▶ EXERCISE DESCRIPTION: Check each line of the data for "enum" and select those that have it.

#### RECORD EXTRACTS

//! Log output for debugging the analysis.
//!
//! ```bash
//! PIKE_LINT_LOG=debug pike-lint check src/
//! PIKE_LINT_LOG="pike_analysis=trace" pike-lint check file.pike
//! ```
//!
//! Nothing is installed unless `PIKE_LINT_LOG` or `RUST_LOG` is set.

use tracing_subscriber::prelude::*;
use tracing_subscriber::{fmt, EnvFilter, Registry};

/// `PIKE_LINT_LOG` wins over `RUST_LOG` when both are set.
fn build_filter() -> EnvFilter {
    match std::env::var("PIKE_LINT_LOG") {
        Ok(value) => EnvFilter::builder().parse_lossy(value),
        Err(_) => EnvFilter::from_default_env(),
    }
}

/// Installs the global subscriber. Output goes to stderr so it never mixes
/// with JSON written to stdout.
pub fn init_tracing() {
    let requested =
        std::env::var("PIKE_LINT_LOG").is_ok() || std::env::var("RUST_LOG").is_ok();
    if !requested {
        return;
    }

    let layer = fmt::layer()
        .with_writer(std::io::stderr)
        .with_target(true)
        .without_time();
    let _ = Registry::default()
        .with(build_filter())
        .with(layer)
        .try_init();
}
//! Wire protocol: JSON text frames tagged by `type`.

use footfall_presence::Snapshot;
use serde::{Deserialize, Serialize};

/// Messages a browser sends.
#[derive(Debug, PartialEq, Eq, Deserialize)]
#[serde(tag = "type")]
pub enum ClientMessage {
    /// The browser navigated to `page`.
    #[serde(rename = "page-visit")]
    PageVisit {
        #[serde(alias = "data")]
        page: String,
    },
}

/// Messages the server pushes.
#[derive(Debug, Serialize)]
#[serde(tag = "type", content = "data")]
pub enum ServerMessage<'a> {
    #[serde(rename = "visitors-update")]
    VisitorsUpdate(&'a Snapshot),
}

pub fn parse_client_message(text: &str) -> Result<ClientMessage, serde_json::Error> {
    serde_json::from_str(text)
}

pub fn encode_server_message(message: &ServerMessage<'_>) -> Result<String, serde_json::Error> {
    serde_json::to_string(message)
}
//! Default TOML config template with inline documentation comments.

/// Generate the default TOML config content with comments.
pub(crate) fn default_config_toml() -> String {
    r##"# footfall configuration
# Only override what you want to change -- missing fields use defaults.
# Command-line flags (--port, --bind, --json-logs) override this file.

[server]
# bind_address = "0.0.0.0"
# port = 4000
# handshake_timeout_secs = 10   # 1-120
# ping_interval_secs = 30       # 5-600
# pong_timeout_secs = 10        # 1-120
# trust_forwarded_for = false   # only behind a proxy that sets X-Forwarded-For

[presence]
# outbound_queue = 16           # 1-1024 snapshots buffered per connection
# max_page_length = 256         # 1-2048
# unknown_page = ""             # page key before a client reports one

[geo]
# enabled = false
# endpoint = "http://ip-api.com/json/{ip}?fields=countryCode"
# timeout_ms = 1500             # 50-10000

[logging]
# filter = "footfall_server=info,footfall_presence=info"
# json = false
"##
    .to_string()
}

########

▶ ANSWER TO THIS PROBLEM:
pub enum ClientMessage {
pub enum ServerMessage<'a> {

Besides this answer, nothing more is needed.